Part of the strategy is to draw more gifts of land. The university already owns almost 17,000 acres of donated farmland, dotted across 25 counties in central Illinois, planted mostly with corn and soybeans. Starting in 2005 a controversial university policy required tenant farmers to bid on their lease contracts every three years. The move was unpopular in the state’s farming communities, and land donations dropped more than 80 percent below the average of the preceding 15 years. Ellison and the new dean of the school’s College of Agricultural, Consumer, and Environmental Sciences, Kimberlee Kidwell, working with school officials, got the policy changed in September so the university can consider factors besides the rent, such as how long a tenant has been working the land. It’s too soon to say how big an effect this will have, but Kevin Noland, who oversees real property for the foundation, says it’s seen more interest from people considering farmland gifts.

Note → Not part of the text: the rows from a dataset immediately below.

use super::super::attack_tables::tables;
use super::super::{BoardState, Move, Piece, Square, PROMOTION_PIECES};

impl BoardState {
    pub(crate) fn generate_pawn_moves(&self, from: Square, moves: &mut Vec<Move>) {
        let us = self.side_to_move;
        let them = us.opposite();
        let all_occ = self.board.occupied();
        let promotion_rank = us.promotion_rank();

        if let Some(to) = from.offset(us.pawn_step(), 0) {
            if !all_occ.contains(to) {
                if to.rank() == promotion_rank {
                    for piece in PROMOTION_PIECES {
                        moves.push(Move::Promotion { from, to, piece });
                    }
                } else {
                    moves.push(Move::Normal { from, to });
                    if from.rank() == us.pawn_rank() {
                        if let Some(double) = to.offset(us.pawn_step(), 0) {
                            if !all_occ.contains(double) {
                                moves.push(Move::Normal { from, to: double });
                            }
                        }
                    }
                }
            }
        }

        let attacks = tables().pawn[us.index()][from.index()];
        for to in (attacks & self.board.color_mask(them)).iter() {
            if to.rank() == promotion_rank {
                for piece in PROMOTION_PIECES {
                    moves.push(Move::PromotionCapture { from, to, piece });
                }
            } else {
                moves.push(Move::Normal { from, to });
            }
        }

        if let Some(target) = self.en_passant_target {
            if attacks.contains(target) && !all_occ.contains(target) {
                // The passed pawn stands beside us, on our rank and the target's file
                let victim = Square::from_index(from.rank() * 8 + target.file());
                if self.board.pieces(them, Piece::Pawn).contains(victim) {
                    moves.push(Move::EnPassant { from, to: target });
                }
            }
        }
    }
}
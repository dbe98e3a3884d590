//! Game-level entry points for a UI or orchestrator.
//!
//! These wrap the board and search API in the shape a front end drives a
//! game with: start a game, list moves, play one, ask whether the game is
//! over, and let the engine pick a move.

use std::time::Duration;

use crate::board::{
    BoardState, ChessError, Move, Outcome, SearchEngine, SearchLimits,
};

/// The standard starting position.
#[must_use]
pub fn new_game() -> BoardState {
    BoardState::initial()
}

/// Legal moves for the side to move.
#[must_use]
pub fn get_moves(state: &BoardState) -> Vec<Move> {
    state.legal_moves().to_vec()
}

/// Play `mv`, which must come from [`get_moves`] for this state.
pub fn apply_move(state: &BoardState, mv: Move) -> Result<BoardState, ChessError> {
    state.apply(mv)
}

/// The finished game's result, or `None` while play continues.
#[must_use]
pub fn get_winner(state: &BoardState) -> Option<Outcome> {
    state.outcome()
}

/// Ask `engine` for a move under a time budget, a depth, or both.
///
/// Returns the move, its white-positive score and the deepest depth
/// completed.
pub fn generate_move(
    engine: &SearchEngine,
    state: &BoardState,
    time_budget: Option<Duration>,
    depth: Option<u32>,
) -> Result<(Move, i32, u32), ChessError> {
    let limits = SearchLimits {
        time: time_budget,
        depth,
    };
    let result = engine.generate_move(state, limits)?;
    Ok((result.best_move, result.score, result.depth))
}
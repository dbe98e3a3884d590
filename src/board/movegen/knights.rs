use super::super::attack_tables::tables;
use super::super::{BoardState, Move, Square};

impl BoardState {
    pub(crate) fn generate_knight_moves(&self, from: Square, moves: &mut Vec<Move>) {
        let own_occ = self.board.color_mask(self.side_to_move);
        let targets = tables().knight[from.index()] & !own_occ;

        for to in targets.iter() {
            moves.push(Move::Normal { from, to });
        }
    }
}
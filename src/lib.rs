pub mod board;
pub mod game;
mod sync;
pub mod tt;
mod zobrist;

pub use board::{BoardState, ChessError, Color, Move, Outcome, Piece, SearchEngine, Square};
pub use game::{apply_move, generate_move, get_moves, get_winner, new_game};
pub use tt::TranspositionTable;
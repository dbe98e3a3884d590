//! Error types for board and search operations.

use std::fmt;

use super::Move;

/// Error type shared by the board, move generator and search.
#[derive(Debug, Clone, PartialEq, Eq)]
pub enum ChessError {
    /// Board index outside 0..64
    InvalidSquare { index: usize },
    /// Square name that is not algebraic notation ("e4")
    InvalidNotation { notation: String },
    /// Move that is not in the current legal set
    InvalidMove { mv: Move },
    /// Position that cannot be searched or does not satisfy the board invariants
    InvalidState { reason: String },
}

impl ChessError {
    pub(crate) fn invalid_state(reason: impl Into<String>) -> Self {
        ChessError::InvalidState {
            reason: reason.into(),
        }
    }
}

impl fmt::Display for ChessError {
    fn fmt(&self, f: &mut fmt::Formatter<'_>) -> fmt::Result {
        match self {
            ChessError::InvalidSquare { index } => {
                write!(f, "Square index {index} out of bounds (must be 0-63)")
            }
            ChessError::InvalidNotation { notation } => {
                write!(f, "Invalid square notation '{notation}'")
            }
            ChessError::InvalidMove { mv } => {
                write!(f, "Illegal move '{mv}'")
            }
            ChessError::InvalidState { reason } => {
                write!(f, "Invalid state: {reason}")
            }
        }
    }
}

impl std::error::Error for ChessError {}
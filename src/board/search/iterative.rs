//! Iterative deepening driver.
//!
//! A fixed-depth request runs every depth from the floor up to the target on
//! the calling thread. A time-bounded request hands each depth to one worker
//! thread and waits on that depth's own channel until the deadline. When the
//! deadline passes first, the worker's stop flag is raised and the worker is
//! detached; whatever it sends later lands in a channel nobody reads.

use std::sync::mpsc::{self, Receiver, RecvTimeoutError};
use std::sync::Arc;
use std::thread;
use std::time::{Duration, Instant};

use log::{debug, warn};
use parking_lot::Mutex;

use super::alphabeta::Searcher;
use super::{SearchEngine, SearchResult, SearchTables};
use crate::board::{BoardState, ChessError, Color, Move};
use crate::sync::StopFlag;

/// Search thread stack size (32 MB to handle deep recursion)
const SEARCH_STACK_SIZE: usize = 32 * 1024 * 1024;

/// Outcome of one depth iteration as sent back by a worker.
type DepthMessage = Result<Option<SearchResult>, ChessError>;

/// Search `state` to exactly `depth` plies with the tables held throughout.
///
/// Returns `Ok(None)` if `stop` fired before the iteration finished.
pub(super) fn search_depth(
    tables: &mut SearchTables,
    state: &BoardState,
    depth: u32,
    mate_score: i32,
    stop: &StopFlag,
) -> DepthMessage {
    let maximizing = state.side_to_move() == Color::White;
    let nodes_before = tables.stats.nodes;
    let mut searcher = Searcher {
        tables,
        stop,
        mate_score,
    };
    let Some((score, best_move)) =
        searcher.alphabeta(state, depth, i32::MIN, i32::MAX, maximizing)?
    else {
        return Ok(None);
    };
    let nodes = searcher.tables.stats.nodes - nodes_before;
    let best_move = best_move
        .or_else(|| fallback_move(state))
        .ok_or_else(|| ChessError::invalid_state("no legal moves at the search root"))?;
    Ok(Some(SearchResult {
        best_move,
        score,
        depth,
        nodes,
    }))
}

/// First legal move, used when the root search produced no move.
fn fallback_move(state: &BoardState) -> Option<Move> {
    state.legal_moves().first().copied()
}

impl SearchEngine {
    /// Run depths `floor..=target` synchronously and keep the deepest result.
    pub(super) fn deepen_fixed(
        &self,
        state: &BoardState,
        target: u32,
    ) -> Result<Option<SearchResult>, ChessError> {
        let start = Instant::now();
        let stop = StopFlag::new();
        let floor = self.config.min_depth.clamp(1, target.max(1));
        let mut best = None;

        for depth in floor..=target.max(floor) {
            let mut tables = self.tables.lock();
            let result = search_depth(&mut tables, state, depth, self.config.mate_score, &stop)?;
            drop(tables);
            let Some(result) = result else { break };
            log_iteration(&result, start);
            best = Some(result);
        }
        Ok(best)
    }

    /// Deepen under a wall-clock budget, one worker thread per depth.
    ///
    /// The floor depth is always completed, even past the deadline, so a
    /// move is available however small the budget. A proven mate ends the
    /// deepening early since no further depth can improve on it.
    pub(super) fn deepen_timed(
        &self,
        state: &BoardState,
        budget: Duration,
        cap: u32,
    ) -> Result<Option<SearchResult>, ChessError> {
        let start = Instant::now();
        let deadline = start + budget;
        let floor = self.config.min_depth.clamp(1, cap.max(1));
        let mut best: Option<SearchResult> = None;

        for depth in floor..=cap.max(floor) {
            if best.is_some() && Instant::now() >= deadline {
                break;
            }
            let stop = StopFlag::new();
            let rx = self.spawn_depth(state, depth, stop.clone());

            let remaining = deadline.saturating_duration_since(Instant::now());
            let message = match rx.recv_timeout(remaining) {
                Ok(message) => message,
                Err(RecvTimeoutError::Timeout) if best.is_none() => {
                    warn!(
                        "search deadline of {budget:?} expired before depth {depth} completed; \
                         waiting for it"
                    );
                    match rx.recv() {
                        Ok(message) => message,
                        Err(_) => break,
                    }
                }
                Err(RecvTimeoutError::Timeout) => {
                    stop.stop();
                    debug!("abandoning depth {depth} at deadline");
                    break;
                }
                Err(RecvTimeoutError::Disconnected) => break,
            };

            let Some(result) = message? else { break };
            log_iteration(&result, start);
            let mate = self.config.is_mate_score(result.score);
            best = Some(result);
            if mate {
                break;
            }
        }
        Ok(best)
    }

    /// Start one depth iteration on a worker thread.
    ///
    /// If no thread can be spawned the iteration runs on the caller before
    /// the receiver is returned.
    fn spawn_depth(
        &self,
        state: &BoardState,
        depth: u32,
        stop: StopFlag,
    ) -> Receiver<DepthMessage> {
        let (tx, rx) = mpsc::channel();
        let tables: Arc<Mutex<SearchTables>> = Arc::clone(&self.tables);
        let worker_state = state.clone();
        let mate_score = self.config.mate_score;

        let spawned = thread::Builder::new()
            .name(format!("search-depth-{depth}"))
            .stack_size(SEARCH_STACK_SIZE)
            .spawn({
                let tx = tx.clone();
                let stop = stop.clone();
                move || {
                    let mut tables = tables.lock();
                    let message =
                        search_depth(&mut tables, &worker_state, depth, mate_score, &stop);
                    drop(tables);
                    // The receiver is gone once the caller has moved on
                    let _ = tx.send(message);
                }
            });

        if let Err(err) = spawned {
            warn!("failed to spawn search worker ({err}); searching depth {depth} inline");
            let mut tables = self.tables.lock();
            let message = search_depth(&mut tables, state, depth, mate_score, &stop);
            drop(tables);
            let _ = tx.send(message);
        }
        rx
    }
}

fn log_iteration(result: &SearchResult, start: Instant) {
    debug!(
        "depth {} score {} move {} nodes {} time {:?}",
        result.depth,
        result.score,
        result.best_move,
        result.nodes,
        start.elapsed()
    );
}
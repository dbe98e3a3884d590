use super::super::attack_tables::{tables, Ray};
use super::super::state::Placement;
use super::super::{Bitboard, Color, Piece, Square};

impl Placement {
    /// Whether any piece of `by` attacks `square`.
    ///
    /// Sliders are found by marching the square's rays outward and looking
    /// at the first occupied square of each.
    #[must_use]
    pub fn is_square_attacked(&self, square: Square, by: Color) -> bool {
        let t = tables();
        let idx = square.index();
        let attackers = self.color_mask(by);

        // A pawn of `by` hits `square` iff an opposite pawn on `square` would hit it back
        let pawn_sources = t.pawn[by.opposite().index()][idx];
        if !(pawn_sources & self.piece_mask(Piece::Pawn) & attackers).is_empty() {
            return true;
        }
        if !(t.knight[idx] & self.piece_mask(Piece::Knight) & attackers).is_empty() {
            return true;
        }
        if !(t.king[idx] & self.piece_mask(Piece::King) & attackers).is_empty() {
            return true;
        }

        let queens = self.piece_mask(Piece::Queen);
        let rook_like = (self.piece_mask(Piece::Rook) | queens) & attackers;
        let bishop_like = (self.piece_mask(Piece::Bishop) | queens) & attackers;
        self.first_blocker_in(&t.rook_rays[idx], rook_like)
            || self.first_blocker_in(&t.bishop_rays[idx], bishop_like)
    }

    fn first_blocker_in(&self, rays: &[Ray; 4], targets: Bitboard) -> bool {
        if targets.is_empty() {
            return false;
        }
        let all_occ = self.occupied();
        rays.iter().any(|ray| {
            ray.as_slice()
                .iter()
                .find(|&&sq| all_occ.contains(sq))
                .map_or(false, |&sq| targets.contains(sq))
        })
    }
}

/// Whether `color`'s king is attacked. A board without that king is never in check.
pub(crate) fn is_in_check(board: &Placement, color: Color) -> bool {
    board
        .king_square(color)
        .map_or(false, |king| board.is_square_attacked(king, color.opposite()))
}
//! Shared helpers for integration tests.

#![allow(dead_code)]

use chess_core::board::{BoardBuilder, BoardState, CastlingRights, Color, Move, Piece, Square};

/// Position from eight rows of piece letters, eighth rank first.
///
/// Uppercase is White, lowercase Black, `.` an empty square.
pub fn from_rows<S: AsRef<str>>(rows: &[S], side: Color, rights: CastlingRights) -> BoardState {
    assert_eq!(rows.len(), 8, "a board has 8 ranks");
    let mut builder = BoardBuilder::new().side_to_move(side).castling(rights);
    for (rank, row) in rows.iter().enumerate() {
        for (file, ch) in row.as_ref().chars().enumerate() {
            let Some(piece) = Piece::from_char(ch) else {
                continue;
            };
            let color = if ch.is_ascii_uppercase() {
                Color::White
            } else {
                Color::Black
            };
            builder = builder.piece(Square::from_coords(rank, file).unwrap(), color, piece);
        }
    }
    builder.build().expect("test position must be valid")
}

/// The legal move printed as `text` in coordinate notation.
pub fn find_move(state: &BoardState, text: &str) -> Move {
    state
        .legal_moves()
        .iter()
        .copied()
        .find(|mv| mv.to_string() == text)
        .unwrap_or_else(|| panic!("expected legal move {text}"))
}

/// Play a sequence of coordinate-notation moves from `state`.
pub fn play(state: &BoardState, moves: &[&str]) -> BoardState {
    moves.iter().fold(state.clone(), |current, text| {
        let mv = find_move(&current, text);
        current.apply(mv).unwrap()
    })
}
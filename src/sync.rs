//! Synchronization primitives for the chess engine.
//!
//! Provides thread-safe utilities for search control.

use std::sync::atomic::{AtomicBool, Ordering};
use std::sync::Arc;

/// A thread-safe stop flag for abandoning an in-flight search.
///
/// Each depth iteration gets its own flag so that stopping a detached worker
/// never affects the iteration that replaces it.
#[derive(Clone, Debug)]
pub struct StopFlag(Arc<AtomicBool>);

impl StopFlag {
    /// Create a new stop flag (initially not stopped).
    #[must_use]
    pub fn new() -> Self {
        StopFlag(Arc::new(AtomicBool::new(false)))
    }

    /// Check if the stop flag is set.
    #[inline]
    #[must_use]
    pub fn is_stopped(&self) -> bool {
        self.0.load(Ordering::Relaxed)
    }

    /// Set the stop flag.
    #[inline]
    pub fn stop(&self) {
        self.0.store(true, Ordering::Relaxed);
    }
}

impl Default for StopFlag {
    fn default() -> Self {
        Self::new()
    }
}
//! Fluent builder for constructing chess positions.
//!
//! Allows creating positions piece by piece instead of replaying moves from
//! the starting position.
//!
//! # Example
//! ```
//! use chess_core::board::{BoardBuilder, Color, Piece, Square};
//!
//! let state = BoardBuilder::new()
//!     .piece("e1".parse::<Square>()?, Color::White, Piece::King)
//!     .piece("e8".parse::<Square>()?, Color::Black, Piece::King)
//!     .piece("a2".parse::<Square>()?, Color::White, Piece::Pawn)
//!     .side_to_move(Color::White)
//!     .build()?;
//! assert_eq!(state.legal_moves().len(), 7);
//! # Ok::<(), chess_core::board::ChessError>(())
//! ```

use super::state::Placement;
use super::{
    movegen, BoardState, CastleSide, CastlingRights, ChessError, Color, Piece, Square,
};

/// A fluent builder for constructing validated `BoardState` positions.
#[derive(Clone, Debug)]
pub struct BoardBuilder {
    pieces: Vec<(Square, Color, Piece)>,
    side_to_move: Color,
    castling_rights: CastlingRights,
    en_passant_target: Option<Square>,
    halfmove_clock: u32,
    turn_number: u32,
}

impl Default for BoardBuilder {
    fn default() -> Self {
        Self::new()
    }
}

impl BoardBuilder {
    /// Create a new empty board builder.
    #[must_use]
    pub fn new() -> Self {
        BoardBuilder {
            pieces: Vec::new(),
            side_to_move: Color::White,
            castling_rights: CastlingRights::none(),
            en_passant_target: None,
            halfmove_clock: 0,
            turn_number: 0,
        }
    }

    /// Create a builder holding the standard initial position.
    #[must_use]
    pub fn starting_position() -> Self {
        let initial = BoardState::initial();
        let mut builder = Self::new().castling(CastlingRights::all());
        for idx in initial.placement().occupied().iter() {
            if let Some((color, piece)) = initial.piece_at(idx) {
                builder.pieces.push((idx, color, piece));
            }
        }
        builder
    }

    /// Place a piece, replacing whatever stood on the square.
    #[must_use]
    pub fn piece(mut self, square: Square, color: Color, piece: Piece) -> Self {
        self.pieces.retain(|(sq, _, _)| *sq != square);
        self.pieces.push((square, color, piece));
        self
    }

    /// Remove a piece from a square.
    #[must_use]
    pub fn clear(mut self, square: Square) -> Self {
        self.pieces.retain(|(sq, _, _)| *sq != square);
        self
    }

    #[must_use]
    pub const fn side_to_move(mut self, color: Color) -> Self {
        self.side_to_move = color;
        self
    }

    #[must_use]
    pub const fn castling(mut self, rights: CastlingRights) -> Self {
        self.castling_rights = rights;
        self
    }

    /// Grant one castling right.
    #[must_use]
    pub fn castle(mut self, color: Color, side: CastleSide) -> Self {
        self.castling_rights.set(color, side);
        self
    }

    #[must_use]
    pub const fn en_passant(mut self, target: Square) -> Self {
        self.en_passant_target = Some(target);
        self
    }

    /// Set the halfmove clock (plies since the last pawn move or capture).
    #[must_use]
    pub const fn halfmove_clock(mut self, clock: u32) -> Self {
        self.halfmove_clock = clock;
        self
    }

    /// Set the number of plies already played.
    #[must_use]
    pub const fn turn_number(mut self, turn: u32) -> Self {
        self.turn_number = turn;
        self
    }

    /// Build the position, rejecting layouts no game could reach.
    ///
    /// # Errors
    /// `InvalidState` when a side does not have exactly one king, a pawn
    /// stands on the first or last rank, a castling right has no king and
    /// rook on their home squares, the en-passant target does not follow a
    /// double push, or the side that just moved is in check.
    pub fn build(self) -> Result<BoardState, ChessError> {
        let mut board = Placement::default();
        for &(square, color, piece) in &self.pieces {
            board.set_piece(square, color, piece);
        }
        Self::check_position(
            &board,
            self.side_to_move,
            self.castling_rights,
            self.en_passant_target,
        )?;

        Ok(BoardState::from_parts(
            board,
            self.side_to_move,
            self.castling_rights,
            self.en_passant_target,
            self.halfmove_clock,
            self.turn_number,
        ))
    }

    /// Checks shared by [`build`](Self::build) and deserialization.
    pub(crate) fn check_position(
        board: &Placement,
        side_to_move: Color,
        castling_rights: CastlingRights,
        en_passant_target: Option<Square>,
    ) -> Result<(), ChessError> {
        board.validate()?;

        for color in [Color::White, Color::Black] {
            let kings = board.pieces(color, Piece::King).popcount();
            if kings != 1 {
                return Err(ChessError::invalid_state(format!(
                    "{color} has {kings} kings"
                )));
            }
        }

        if let Some(sq) = board
            .piece_mask(Piece::Pawn)
            .iter()
            .find(|sq| sq.rank() == 0 || sq.rank() == 7)
        {
            return Err(ChessError::invalid_state(format!("pawn on back rank at {sq}")));
        }

        for color in [Color::White, Color::Black] {
            for side in CastleSide::BOTH {
                if !castling_rights.has(color, side) {
                    continue;
                }
                let (king_home, _) = side.king_squares(color);
                let (rook_home, _) = side.rook_squares(color);
                if board.piece_at(king_home) != Some((color, Piece::King))
                    || board.piece_at(rook_home) != Some((color, Piece::Rook))
                {
                    return Err(ChessError::invalid_state(format!(
                        "{color} {side:?} castling right without king and rook at home"
                    )));
                }
            }
        }

        if let Some(target) = en_passant_target {
            Self::check_en_passant(board, target, side_to_move)?;
        }

        if movegen::is_in_check(board, side_to_move.opposite()) {
            return Err(ChessError::invalid_state(format!(
                "{} is in check but not to move",
                side_to_move.opposite()
            )));
        }
        Ok(())
    }

    /// The target must be the empty square a pawn of the side that just
    /// moved skipped over.
    fn check_en_passant(board: &Placement, target: Square, us: Color) -> Result<(), ChessError> {
        let them = us.opposite();
        let skipped_rank = (them.pawn_rank() as isize + them.pawn_step()) as usize;
        let pushed = target.offset(them.pawn_step(), 0);
        let valid = target.rank() == skipped_rank
            && board.piece_at(target).is_none()
            && pushed.is_some_and(|sq| board.piece_at(sq) == Some((them, Piece::Pawn)));
        if valid {
            Ok(())
        } else {
            Err(ChessError::invalid_state(format!(
                "en-passant target {target} does not follow a double pawn push"
            )))
        }
    }
}

#[cfg(test)]
mod tests {
    use super::*;

    fn sq(name: &str) -> Square {
        name.parse().unwrap()
    }

    fn kings() -> BoardBuilder {
        BoardBuilder::new()
            .piece(sq("e1"), Color::White, Piece::King)
            .piece(sq("e8"), Color::Black, Piece::King)
    }

    #[test]
    fn test_starting_position() {
        let built = BoardBuilder::starting_position().build().unwrap();
        assert_eq!(built, BoardState::initial());
        assert_eq!(built.hash(), BoardState::initial().hash());
    }

    #[test]
    fn test_requires_one_king_each() {
        let err = BoardBuilder::new()
            .piece(sq("e1"), Color::White, Piece::King)
            .build()
            .unwrap_err();
        assert!(matches!(err, ChessError::InvalidState { .. }));

        let err = kings()
            .piece(sq("d1"), Color::White, Piece::King)
            .build()
            .unwrap_err();
        assert!(matches!(err, ChessError::InvalidState { .. }));
    }

    #[test]
    fn test_rejects_back_rank_pawn() {
        let err = kings()
            .piece(sq("a8"), Color::White, Piece::Pawn)
            .build()
            .unwrap_err();
        assert!(matches!(err, ChessError::InvalidState { .. }));
    }

    #[test]
    fn test_castling_requires_home_pieces() {
        let err = kings()
            .castle(Color::White, CastleSide::KingSide)
            .build()
            .unwrap_err();
        assert!(matches!(err, ChessError::InvalidState { .. }));

        let state = kings()
            .piece(sq("h1"), Color::White, Piece::Rook)
            .castle(Color::White, CastleSide::KingSide)
            .build()
            .unwrap();
        assert!(state.can_castle(Color::White, CastleSide::KingSide));
    }

    #[test]
    fn test_en_passant_target_checked() {
        let state = kings()
            .piece(sq("d5"), Color::Black, Piece::Pawn)
            .piece(sq("e5"), Color::White, Piece::Pawn)
            .en_passant(sq("d6"))
            .build()
            .unwrap();
        assert_eq!(state.en_passant_target(), Some(sq("d6")));

        let err = kings().en_passant(sq("d6")).build().unwrap_err();
        assert!(matches!(err, ChessError::InvalidState { .. }));
    }

    #[test]
    fn test_side_not_to_move_in_check() {
        let err = kings()
            .piece(sq("e4"), Color::White, Piece::Rook)
            .build()
            .unwrap_err();
        assert!(matches!(err, ChessError::InvalidState { .. }));
    }
}
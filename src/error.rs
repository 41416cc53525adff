// Recoverable error categories. Fatal startup errors stay anyhow in main.

use thiserror::Error;

/// Snapshot collection failed for this tick; the scheduler logs it and
/// proceeds to the next tick.
#[derive(Debug, Error)]
pub enum SamplingError {
    #[error("platform access failed: {0}")]
    Platform(String),

    #[error("no mounted disk matches {0}")]
    DiskNotFound(String),
}

/// A single alert e-mail could not be handed off or built; logged per
/// message, never propagated to the scheduler.
#[derive(Debug, Error)]
pub enum DispatchError {
    #[error("building alert e-mail failed: {0}")]
    Build(#[from] lettre::error::Error),

    #[error("mail queue full")]
    QueueFull,

    #[error("mail sender is gone")]
    SenderGone,
}
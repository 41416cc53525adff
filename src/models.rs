// Domain values: one sampled snapshot and the alert conditions derived from it

/// Decimal gigabyte, the unit every byte-valued gauge is exported in.
pub const BYTES_PER_GB: f64 = 1_000_000_000.0;

pub fn bytes_to_gb(bytes: u64) -> f64 {
    bytes as f64 / BYTES_PER_GB
}

/// One consistent point-in-time read of all sampled metrics.
/// Produced fresh each scheduler tick and never mutated afterwards.
#[derive(Debug, Clone, Copy, PartialEq)]
pub struct MetricSnapshot {
    /// Global CPU utilization in [0, 100].
    pub cpu_percent: f64,
    pub ram_used_bytes: u64,
    pub ram_total_bytes: u64,
    pub disk_used_bytes: u64,
    pub disk_total_bytes: u64,
    pub uptime_seconds: f64,
    /// Best-effort sensor reading; `None` when the host has no usable sensor.
    pub temperature_celsius: Option<f64>,
}

impl MetricSnapshot {
    /// RAM usage as a percentage, or `None` when the reported total is zero.
    pub fn ram_used_percent(&self) -> Option<f64> {
        percent(self.ram_used_bytes, self.ram_total_bytes)
    }

    /// Disk usage as a percentage, or `None` when the reported total is zero.
    pub fn disk_used_percent(&self) -> Option<f64> {
        percent(self.disk_used_bytes, self.disk_total_bytes)
    }

    pub fn disk_free_bytes(&self) -> u64 {
        self.disk_total_bytes.saturating_sub(self.disk_used_bytes)
    }
}

fn percent(used: u64, total: u64) -> Option<f64> {
    if total == 0 {
        return None;
    }
    Some((used as f64 / total as f64) * 100.0)
}

/// The four alert categories, in their fixed evaluation order.
#[derive(Debug, Clone, Copy, PartialEq, Eq, Hash)]
pub enum AlertKind {
    HighCpu,
    HighRam,
    LowDisk,
    HighTemperature,
}

impl AlertKind {
    /// Short form used in log fields.
    pub fn label(&self) -> &'static str {
        match self {
            AlertKind::HighCpu => "cpu",
            AlertKind::HighRam => "ram",
            AlertKind::LowDisk => "disk",
            AlertKind::HighTemperature => "temperature",
        }
    }

    /// Human phrase used in cleared notices.
    pub fn describe(&self) -> &'static str {
        match self {
            AlertKind::HighCpu => "high CPU usage",
            AlertKind::HighRam => "high RAM usage",
            AlertKind::LowDisk => "low disk space",
            AlertKind::HighTemperature => "high temperature",
        }
    }
}

/// One triggered threshold, produced per tick and consumed immediately.
/// `measured_value` is the quantity that was compared against the threshold
/// (CPU %, RAM used %, disk used %, degrees Celsius).
#[derive(Debug, Clone, PartialEq)]
pub struct AlertCondition {
    pub kind: AlertKind,
    pub message: String,
    pub measured_value: f64,
}
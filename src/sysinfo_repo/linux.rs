// Linux-specific helpers: sysfs thermal zones.

use super::TemperatureProbe;

/// Read a CPU temperature from /sys/class/thermal/thermal_zone*/temp (Linux,
/// millidegrees). Fallback for hosts where sysinfo lists no component sensors.
pub(super) fn read_thermal_zone() -> TemperatureProbe {
    #[cfg(target_os = "linux")]
    {
        let entries = match std::fs::read_dir("/sys/class/thermal") {
            Ok(entries) => entries,
            Err(_) => return TemperatureProbe::Unsupported,
        };
        let mut zones: Vec<std::path::PathBuf> = entries
            .filter_map(|e| e.ok())
            .map(|e| e.path())
            .filter(|p| {
                p.file_name()
                    .and_then(|n| n.to_str())
                    .is_some_and(|n| n.starts_with("thermal_zone"))
            })
            .collect();
        if zones.is_empty() {
            return TemperatureProbe::Unsupported;
        }
        zones.sort();
        for zone in &zones {
            if let Ok(content) = std::fs::read_to_string(zone.join("temp"))
                && let Ok(millidegrees) = content.trim().parse::<i64>()
            {
                return TemperatureProbe::Sample(millidegrees as f64 / 1000.0);
            }
        }
        TemperatureProbe::Unavailable("thermal zones present but unreadable".to_string())
    }
    #[cfg(not(target_os = "linux"))]
    TemperatureProbe::Unsupported
}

As a financial asset, land has done well for U of I. Despite weak gains in the past few years, the holdings have generated an average 10.2 percent annual return over the past decade, more than double the 4.7 percent return of the whole portfolio. They also provide some diversification. When the endowment’s investments were down 20 percent during the financial crisis, farmland was up 10 percent. Justin Ourso, managing director of Nuveen Natural Resources, part of money management company TIAA, says farmland can be an inflation hedge. “The end product is a necessity, not a luxury,” he says. The risks: Climate change could wreck harvests, and farmland isn’t a liquid asset—it could be hard to get a good price if the university ever needs to sell in a cash crunch.
Ellison says she wants to build on the example of Stanford’s success with venture capital, leveraging the expertise of Illinois alumni and professors, including those from its renowned ag school. “Let’s do what we actually know about,” she says. “We have a means of sourcing new ideas long before everyone else is paying attention.” In addition to land, the portfolio invests in agriculture-related private equity. Ellison recalls one alum who wanted her to make a venture capital investment in a cow—just one cow—that would produce more milk. In that case, she declined.
Similar institutions with deep agricultural roots are more cautious about holding farmland as a strategic investment. “We don’t feel we have the expertise to manage it,” says Brian Neale, who oversees investments for the $1.2 billion endowment of the University of Nebraska Foundation. The Lincoln-based foundation is exploring some agriculture investments via private equity; Neale says he’s considering an investment in a California almond farm.
One other school with significant farm holdings is Whitman College, a 1,400-student liberal arts school in Walla Walla, Wash. Its endowment manages 24,000 acres near its campus, including 15 farms that grow peas, garbanzo beans, canola, and three types of wheat, says Justin Rodegerdts, manager of investments. Some of the garbanzos end up in Sabra hummus, and much of the wheat goes to Asia. Agricultural revenue contributes about $1.6 million annually to help operate the school. On one 6,000-acre farm, soft white wheat—used to make confectionery items such as cookies—grows next to some wind farms that also generate returns.
“We have access to a lot of experts in wheat farming and wheat management,” Rodegerdts says. “Having them on our farm committee helps us govern and hire good farmers that take care of this land. It’s been a good financial return for the college, which is a double win.”